Scalable and Accurate Algorithms for Search in Genomic Big Data and Analysis of Genetic Variants

Open Access
- Author:
- Sun, Chen
- Graduate Program:
- Computer Science and Engineering
- Degree:
- Doctor of Philosophy
- Document Type:
- Dissertation
- Date of Defense:
- August 24, 2018
- Committee Members:
- Paul Medvedev, Dissertation Advisor/Co-Advisor
Paul Medvedev, Committee Chair/Co-Chair
Daniel Kifer, Committee Member
Kamesh Madduri, Committee Member
Michael Degiorgio, Outside Member - Keywords:
- Algorithm
Big Data
Database
Genomics
Probabilistic Data Structures
Data Mining
Parallel Computing
Bioinformatics
Genetic Variants
SNP
Computational Biology - Abstract:
- Next generation sequencing technology has been extensively used in biological and medical research.
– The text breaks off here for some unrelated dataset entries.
impl Directory {
    /// Creates a fresh store at `path` holding `page_size` records per page.
    pub fn create(path: impl AsRef<Path>, page_size: usize) -> Result<Self> {
        Self::open(path, StoreOptions::default().page_size(page_size))
    }

    /// Opens a store with the configured hash strategy and a counter sink.
    pub fn open(path: impl AsRef<Path>, options: StoreOptions) -> Result<Self> {
        let hasher: Arc<dyn KeyHash> = Arc::new(options.hash);
        Self::open_with(path, options, hasher, default_metrics())
    }

    /// Opens a store with an explicit hash strategy and metrics sink.
    ///
    /// With `options.truncate` the file starts over with a single empty page
    /// 0. Otherwise existing pages are kept and the directory is rebuilt
    /// from them.
    pub fn open_with(
        path: impl AsRef<Path>,
        options: StoreOptions,
        hasher: Arc<dyn KeyHash>,
        metrics: Arc<dyn IoMetrics>,
    ) -> Result<Self> {
        let file = PageFile::open(path, &options)?;
        let reader = file.reader(metrics.clone(), options.count_io, options.cache_pages);
        let scanner = file.reader(metrics.clone(), false, 1);
        let writer = file.writer(metrics.clone(), options.count_io);
        let mut dir = Self {
            file,
            reader,
            scanner,
            writer,
            hasher,
            metrics,
            count_io: options.count_io,
            global_depth: 0,
            entries: vec![DirEntry::vacant(0)],
            closed: false,
        };

        if dir.file.is_empty()? {
            let first = Page::new(0, 0, dir.page_size());
            dir.writer.write_page(&first)?;
            dir.entries[0].page = Some(first.number());
        } else {
            dir.rebuild()?;
        }
        info!(
            path = %dir.file.path().display(),
            page_size = dir.page_size(),
            global_depth = dir.global_depth,
            "directory.open"
        );
        Ok(dir)
    }

    /// Records per page.
    pub fn page_size(&self) -> usize {
        self.file.page_size()
    }

    /// Number of hash bits currently indexing the directory.
    pub fn global_depth(&self) -> u32 {
        self.global_depth
    }

    /// The directory slots, `2^global_depth` of them.
    pub fn entries(&self) -> &[DirEntry] {
        &self.entries
    }

    /// Number of page blocks in the file.
    pub fn page_count(&self) -> Result<u64> {
        self.file.page_count()
    }

    /// Read/write totals reported by the metrics sink.
    pub fn stats(&self) -> IoStats {
        self.metrics.snapshot()
    }

    /// Directory index for `key` at the current global depth.
    pub fn bucket_of(&self, key: i32) -> usize {
        if self.global_depth == 0 {
            0
        } else {
            self.hasher.bucket_index(key, self.global_depth)
        }
    }

    /// Looks up `key`.
    pub fn get(&mut self, key: i32) -> Result<Record> {
        let (_, page) = self.load_for(key)?;
        page.get(key)
            .copied()
            .ok_or(StoreError::RecordNotFound { key })
    }

    /// Looks up `key`, mapping the absent outcomes to `None`.
    pub fn find(&mut self, key: i32) -> Result<Option<Record>> {
        match self.get(key) {
            Ok(record) => Ok(Some(record)),
            Err(err) if err.is_not_found() => Ok(None),
            Err(err) => Err(err),
        }
    }

    /// Inserts `record`, splitting pages and doubling the directory as needed.
    pub fn add(&mut self, record: Record) -> Result<AddOutcome> {
        if !record.is_live() {
            return Err(StoreError::InvalidArgument(format!(
                "key {} is reserved",
                record.key
            )));
        }
        if self.find(record.key)?.is_some() {
            info!(key = record.key, "record already added");
            return Ok(AddOutcome::Duplicate);
        }
        loop {
            let (index, mut page) = self.load_for(record.key)?;
            if page.add(record) {
                self.writer.write_page(&page)?;
                trace!(key = record.key, page = page.number(), "directory.add");
                return Ok(AddOutcome::Inserted);
            }
            self.split(index, page)?;
        }
    }

    /// Replaces the payload of an existing record in place.
    pub fn update(&mut self, record: Record) -> Result<()> {
        let (_, mut page) = self.load_for(record.key)?;
        page.replace(record)?;
        self.writer.write_page(&page)
    }

    /// Tombstones `key` and returns the record it held.
    pub fn remove(&mut self, key: i32) -> Result<Record> {
        let (_, mut page) = self.load_for(key)?;
        let removed = page.remove(key)?;
        self.writer.write_page(&page)?;
        Ok(removed)
    }

    /// Returns flat record slot `index` (`page * page_size + slot`) as stored.
    ///
    /// Served through the reader's page cache; tombstones and empty slots
    /// come back unfiltered. `None` past the end of the file.
    pub fn get_record(&mut self, index: u64) -> Result<Option<Record>> {
        self.reader.get_record(index)
    }

    /// Snapshot of the directory.
    pub fn dump_directory(&self) -> DirectoryDump {
        DirectoryDump {
            global_depth: self.global_depth,
            entries: self.entries.clone(),
        }
    }

    /// Snapshot of every page in file order. Not counted as I/O.
    pub fn dump_file(&mut self) -> Result<FileDump> {
        let hasher = self.hasher.clone();
        let pages = self
            .scan_pages()?
            .into_iter()
            .map(|page| PageDump::from_page(&page, hasher.as_ref()))
            .collect();
        Ok(FileDump { pages })
    }

    /// Every live record, in file order. Not counted as I/O.
    pub fn records(&mut self) -> Result<Vec<Record>> {
        Ok(self
            .scan_pages()?
            .iter()
            .flat_map(|page| page.live().iter().copied())
            .collect())
    }

    /// Checks that every slot resolves to a page whose records belong to it.
    pub fn verify(&mut self) -> Result<VerifyReport> {
        let mut report = VerifyReport::default();
        let pages = self.scan_pages()?;
        for entry in &self.entries {
            report.entries_checked += 1;
            let Some(number) = entry.page else {
                report.issues.push(format!("slot {} unassigned", entry.index));
                continue;
            };
            let Some(page) = pages.get(number as usize) else {
                report.issues.push(format!(
                    "slot {} points past the file at page {number}",
                    entry.index
                ));
                continue;
            };
            if page.depth() > self.global_depth {
                report.issues.push(format!(
                    "page {number} depth {} exceeds global depth {}",
                    page.depth(),
                    self.global_depth
                ));
                continue;
            }
            let expected = prefix(entry.index, page.depth());
            for record in page.live() {
                report.records_checked += 1;
                let actual = self.hasher.bucket_index(record.key, page.depth());
                if actual != expected {
                    report.issues.push(format!(
                        "key {} on page {number} hashes to bucket {actual}, slot {} expects {expected}",
                        record.key, entry.index
                    ));
                }
            }
        }
        Ok(report)
    }

    /// Syncs and releases the file.
    pub fn close(mut self) -> Result<()> {
        self.closed = true;
        self.file.sync()?;
        info!(path = %self.file.path().display(), "directory.close");
        Ok(())
    }

    fn load_for(&mut self, key: i32) -> Result<(usize, Page)> {
        let index = self.bucket_of(key);
        let number = if self.global_depth == 0 {
            0
        } else {
            self.entries[index]
                .page
                .ok_or(StoreError::NoPageFound { index })?
        };
        let page = self
            .reader
            .read_page(number)?
            .ok_or(StoreError::NoPageFound { index })?;
        Ok((index, page))
    }

    /// Splits the full `page` reached through directory slot `index`.
    fn split(&mut self, index: usize, page: Page) -> Result<()> {
        let depth = page.depth();
        let grow = self.global_depth <= depth;
        let mut entries = if grow {
            if self.global_depth >= MAX_GLOBAL_DEPTH {
                return Err(StoreError::DirectoryFull {
                    depth: self.global_depth,
                });
            }
            self.grown_entries()?
        } else {
            self.entries.clone()
        };

        let mut first = Page::new(page.number(), depth + 1, self.page_size());
        let sibling = self.writer.append_empty_page()?;
        let mut second = Page::new(sibling, depth + 1, self.page_size());
        for record in page.live() {
            let target = if (self.hasher.hash(record.key) >> depth) & 1 == 0 {
                &mut first
            } else {
                &mut second
            };
            let placed = target.add(*record);
            debug_assert!(placed, "split half cannot overflow");
        }

        if grow {
            self.global_depth += 1;
            info!(global_depth = self.global_depth, "directory.grow");
        }

        let local = prefix(index, depth);
        for entry in entries.iter_mut().filter(|e| prefix(e.index, depth) == local) {
            entry.page = Some(if (entry.index >> depth) & 1 == 0 {
                first.number()
            } else {
                second.number()
            });
        }

        if first.is_empty() || second.is_empty() {
            warn!(
                page = page.number(),
                depth = depth + 1,
                "split left one half empty"
            );
        }
        self.writer.write_page(&first)?;
        self.writer.write_page(&second)?;
        self.entries = entries;
        debug!(
            page = first.number(),
            sibling = second.number(),
            depth = depth + 1,
            first_count = first.count(),
            second_count = second.count(),
            "directory.split"
        );
        Ok(())
    }

    /// Builds the doubled directory by rescanning every page on disk.
    ///
    /// Slots no live page claims (those served by empty pages) keep the
    /// page they mapped to before doubling.
    fn grown_entries(&mut self) -> Result<Vec<DirEntry>> {
        let len = 1usize << (self.global_depth + 1);
        let mut entries: Vec<DirEntry> = (0..len).map(DirEntry::vacant).collect();
        for page in self.scan_pages()? {
            if let Some(key) = page.first_key() {
                let local = self.hasher.bucket_index(key, page.depth());
                scatter(&mut entries, page.depth(), local, page.number());
            }
        }
        let old_len = self.entries.len();
        for entry in entries.iter_mut().filter(|e| e.page.is_none()) {
            entry.page = self.entries[entry.index & (old_len - 1)].page;
        }
        Ok(entries)
    }

    /// Reconstructs the directory of an existing file.
    ///
    /// Global depth is the deepest page. Slots left vacant by the live pages
    /// are bound one-to-one to empty pages (deepened to the global depth) or
    /// to freshly appended ones.
    fn rebuild(&mut self) -> Result<()> {
        let block = self.file.block_size() as u64;
        let len = self.file.len()?;
        if len % block != 0 {
            return Err(StoreError::PageRead {
                page: len / block,
                reason: format!(
                    "file ends with a partial block ({} stray bytes)",
                    len % block
                ),
            });
        }

        let pages = self.scan_pages()?;
        let global_depth = pages.iter().map(Page::depth).max().unwrap_or(0);
        if global_depth > MAX_GLOBAL_DEPTH {
            return Err(StoreError::DirectoryFull {
                depth: global_depth,
            });
        }
        let mut entries: Vec<DirEntry> =
            (0..1usize << global_depth).map(DirEntry::vacant).collect();
        let mut spare = Vec::new();
        for page in pages {
            match page.first_key() {
                Some(key) => {
                    let local = self.hasher.bucket_index(key, page.depth());
                    scatter(&mut entries, page.depth(), local, page.number());
                }
                None => spare.push(page),
            }
        }

        self.writer.set_counting(false);
        let bound = self.bind_vacant(&mut entries, spare, global_depth);
        self.writer.set_counting(self.count_io);
        bound?;

        self.global_depth = global_depth;
        self.entries = entries;
        debug!(global_depth, "directory.rebuild");
        Ok(())
    }

    fn bind_vacant(
        &mut self,
        entries: &mut [DirEntry],
        spare: Vec<Page>,
        depth: u32,
    ) -> Result<()> {
        let mut spare = spare.into_iter();
        for entry in entries.iter_mut().filter(|e| e.page.is_none()) {
            let mut page = match spare.next() {
                Some(page) => page,
                None => {
                    let number = self.writer.append_empty_page()?;
                    Page::new(number, 0, self.page_size())
                }
            };
            page.set_depth(depth);
            self.writer.write_page(&page)?;
            entry.page = Some(page.number());
        }
        Ok(())
    }

    fn scan_pages(&mut self) -> Result<Vec<Page>> {
        self.scanner.rewind();
        let mut pages = Vec::new();
        while let Some(page) = self.scanner.read_next()? {
            pages.push(page);
        }
        Ok(pages)
    }
}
With abundant genomic data generated, new challenges also arise: the expanding capacity of genomic data pushes the boundaries of current searching and analysis methods. Two of the main challenges for genomic big data are how to efficiently search to identify datasets of interest, and how to deeply analyze the large volume of data to discover new knowledge in genomics. In this dissertation, we present four research achievements that aim to tackle the above two challenges in genomic data. The AllSome Sequence Bloom Tree data structure and associated search algorithms are first introduced to help find datasets of interest, filter out futile ones, and narrow down the data size. To meet the demand of further deep analysis, several scalable algorithms for sequence analysis are introduced. Based on them, a genetic variant analysis toolkit is developed, which contains three methods (ISVDA, VarGeno and VarMatch), which address different directions of small genetic variant study. ISVDA is an iterative small variant discovery algorithm that can detect small genetic variants that are previously hard to detect. VarGeno is a fast and accurate single nucleotide polymorphism genotyping tool. VarMatch is introduced to find high confidence variants among multiple variant detection results. It can also be used to evaluate variant calling results.